Exercise requirements:
Set the records down again in full, with every word kept.

Data extract:

use std::marker::PhantomData;

use super::{HasColumns, HasTable, NoTable};
use crate::context::{ExprId, MigrationContext};
use crate::definitions::{Direction, IndexColumnDefinition, IndexDefinition, IndexType};
use crate::expressions::CreateIndex;

/// Builder for a standalone index.
#[derive(Debug)]
pub struct CreateIndexBuilder<'a, S> {
    ctx: &'a mut MigrationContext,
    id: ExprId<CreateIndex>,
    _state: PhantomData<S>,
}

impl<'a, S> CreateIndexBuilder<'a, S> {
    pub(crate) const fn new(ctx: &'a mut MigrationContext, id: ExprId<CreateIndex>) -> Self {
        Self {
            ctx,
            id,
            _state: PhantomData,
        }
    }

    fn index(&mut self) -> &mut IndexDefinition {
        &mut self.ctx.get_mut(self.id).index
    }

    fn into_state<T>(self) -> CreateIndexBuilder<'a, T> {
        CreateIndexBuilder {
            ctx: self.ctx,
            id: self.id,
            _state: PhantomData,
        }
    }

    #[must_use]
    pub const fn id(&self) -> ExprId<CreateIndex> {
        self.id
    }
}

impl<'a> CreateIndexBuilder<'a, NoTable> {
    pub fn in_schema(mut self, schema: impl Into<String>) -> Self {
        self.index().schema_name = Some(schema.into());
        self
    }

    pub fn on_table(mut self, table: impl Into<String>) -> CreateIndexBuilder<'a, HasTable> {
        self.index().table_name = table.into();
        self.into_state()
    }
}

impl<'a> CreateIndexBuilder<'a, HasTable> {
    /// Adds the first indexed column.
    pub fn on_column(mut self, column: impl Into<String>) -> CreateIndexBuilder<'a, HasColumns> {
        self.index().columns.push(IndexColumnDefinition::new(column));
        self.into_state()
    }
}

impl CreateIndexBuilder<'_, HasColumns> {
    /// Adds another indexed column.
    pub fn on_column(mut self, column: impl Into<String>) -> Self {
        self.index().columns.push(IndexColumnDefinition::new(column));
        self
    }

    /// Sorts the most recently added column ascending.
    pub fn ascending(self) -> Self {
        self.direction(Direction::Ascending)
    }

    /// Sorts the most recently added column descending.
    pub fn descending(self) -> Self {
        self.direction(Direction::Descending)
    }

    fn direction(mut self, direction: Direction) -> Self {
        if let Some(column) = self.index().columns.last_mut() {
            column.direction = Some(direction);
        }
        self
    }

    pub fn unique(mut self) -> Self {
        self.index().unique = true;
        self
    }

    pub fn clustered(mut self) -> Self {
        self.index().index_type = IndexType::Clustered;
        self
    }

    pub fn non_clustered(mut self) -> Self {
        self.index().index_type = IndexType::NonClustered;
        self
    }
}

#[cfg(test)]
mod tests {
    use super::*;
    use crate::expressions::MigrationExpression;
    use crate::provider::DatabaseProvider;

    #[test]
    fn test_multi_column_index() {
        let mut ctx = MigrationContext::for_provider(DatabaseProvider::SqlServer, &[]);
        let id = ctx
            .create()
            .index_named("IX_Node_Parent_Sort")
            .on_table("Node")
            .on_column("ParentId")
            .on_column("SortOrder")
            .descending()
            .unique()
            .clustered()
            .id();
        assert_eq!(
            ctx.get(id).to_sql().unwrap(),
            "CREATE UNIQUE CLUSTERED INDEX [IX_Node_Parent_Sort] ON [Node] \
             ([ParentId], [SortOrder] DESC)"
        );
    }

    #[test]
    fn test_generated_index_name() {
        let mut ctx = MigrationContext::for_provider(DatabaseProvider::MySql, &[]);
        let id = ctx
            .create()
            .index()
            .in_schema("cms")
            .on_table("Node")
            .on_column("Path")
            .ascending()
            .id();
        assert_eq!(
            ctx.get(id).to_sql().unwrap(),
            "CREATE INDEX `IX_Node_Path` ON `cms`.`Node` (`Path` ASC)"
        );
    }
}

Exercise response:
use std::marker::PhantomData;

use super::{HasColumns, HasTable, NoTable};
use crate::context::{ExprId, MigrationContext};
use crate::definitions::{Direction, IndexColumnDefinition, IndexDefinition, IndexType};
use crate::expressions::CreateIndex;

/// Builder for a standalone index.
#[derive(Debug)]
pub struct CreateIndexBuilder<'a, S> {
    ctx: &'a mut MigrationContext,
    id: ExprId<CreateIndex>,
    _state: PhantomData<S>,
}

impl<'a, S> CreateIndexBuilder<'a, S> {
    pub(crate) const fn new(ctx: &'a mut MigrationContext, id: ExprId<CreateIndex>) -> Self {
        Self {
            ctx,
            id,
            _state: PhantomData,
        }
    }

    fn index(&mut self) -> &mut IndexDefinition {
        &mut self.ctx.get_mut(self.id).index
    }

    fn into_state<T>(self) -> CreateIndexBuilder<'a, T> {
        CreateIndexBuilder {
            ctx: self.ctx,
            id: self.id,
            _state: PhantomData,
        }
    }

    #[must_use]
    pub const fn id(&self) -> ExprId<CreateIndex> {
        self.id
    }
}

impl<'a> CreateIndexBuilder<'a, NoTable> {
    pub fn in_schema(mut self, schema: impl Into<String>) -> Self {
        self.index().schema_name = Some(schema.into());
        self
    }

    pub fn on_table(mut self, table: impl Into<String>) -> CreateIndexBuilder<'a, HasTable> {
        self.index().table_name = table.into();
        self.into_state()
    }
}

impl<'a> CreateIndexBuilder<'a, HasTable> {
    /// Adds the first indexed column.
    pub fn on_column(mut self, column: impl Into<String>) -> CreateIndexBuilder<'a, HasColumns> {
        self.index().columns.push(IndexColumnDefinition::new(column));
        self.into_state()
    }
}

impl CreateIndexBuilder<'_, HasColumns> {
    /// Adds another indexed column.
    pub fn on_column(mut self, column: impl Into<String>) -> Self {
        self.index().columns.push(IndexColumnDefinition::new(column));
        self
    }

    /// Sorts the most recently added column ascending.
    pub fn ascending(self) -> Self {
        self.direction(Direction::Ascending)
    }

    /// Sorts the most recently added column descending.
    pub fn descending(self) -> Self {
        self.direction(Direction::Descending)
    }

    fn direction(mut self, direction: Direction) -> Self {
        if let Some(column) = self.index().columns.last_mut() {
            column.direction = Some(direction);
        }
        self
    }

    pub fn unique(mut self) -> Self {
        self.index().unique = true;
        self
    }

    pub fn clustered(mut self) -> Self {
        self.index().index_type = IndexType::Clustered;
        self
    }

    pub fn non_clustered(mut self) -> Self {
        self.index().index_type = IndexType::NonClustered;
        self
    }
}

#[cfg(test)]
mod tests {
    use super::*;
    use crate::expressions::MigrationExpression;
    use crate::provider::DatabaseProvider;

    #[test]
    fn test_multi_column_index() {
        let mut ctx = MigrationContext::for_provider(DatabaseProvider::SqlServer, &[]);
        let id = ctx
            .create()
            .index_named("IX_Node_Parent_Sort")
            .on_table("Node")
            .on_column("ParentId")
            .on_column("SortOrder")
            .descending()
            .unique()
            .clustered()
            .id();
        assert_eq!(
            ctx.get(id).to_sql().unwrap(),
            "CREATE UNIQUE CLUSTERED INDEX [IX_Node_Parent_Sort] ON [Node] \
             ([ParentId], [SortOrder] DESC)"
        );
    }

    #[test]
    fn test_generated_index_name() {
        let mut ctx = MigrationContext::for_provider(DatabaseProvider::MySql, &[]);
        let id = ctx
            .create()
            .index()
            .in_schema("cms")
            .on_table("Node")
            .on_column("Path")
            .ascending()
            .id();
        assert_eq!(
            ctx.get(id).to_sql().unwrap(),
            "CREATE INDEX `IX_Node_Path` ON `cms`.`Node` (`Path` ASC)"
        );
    }
}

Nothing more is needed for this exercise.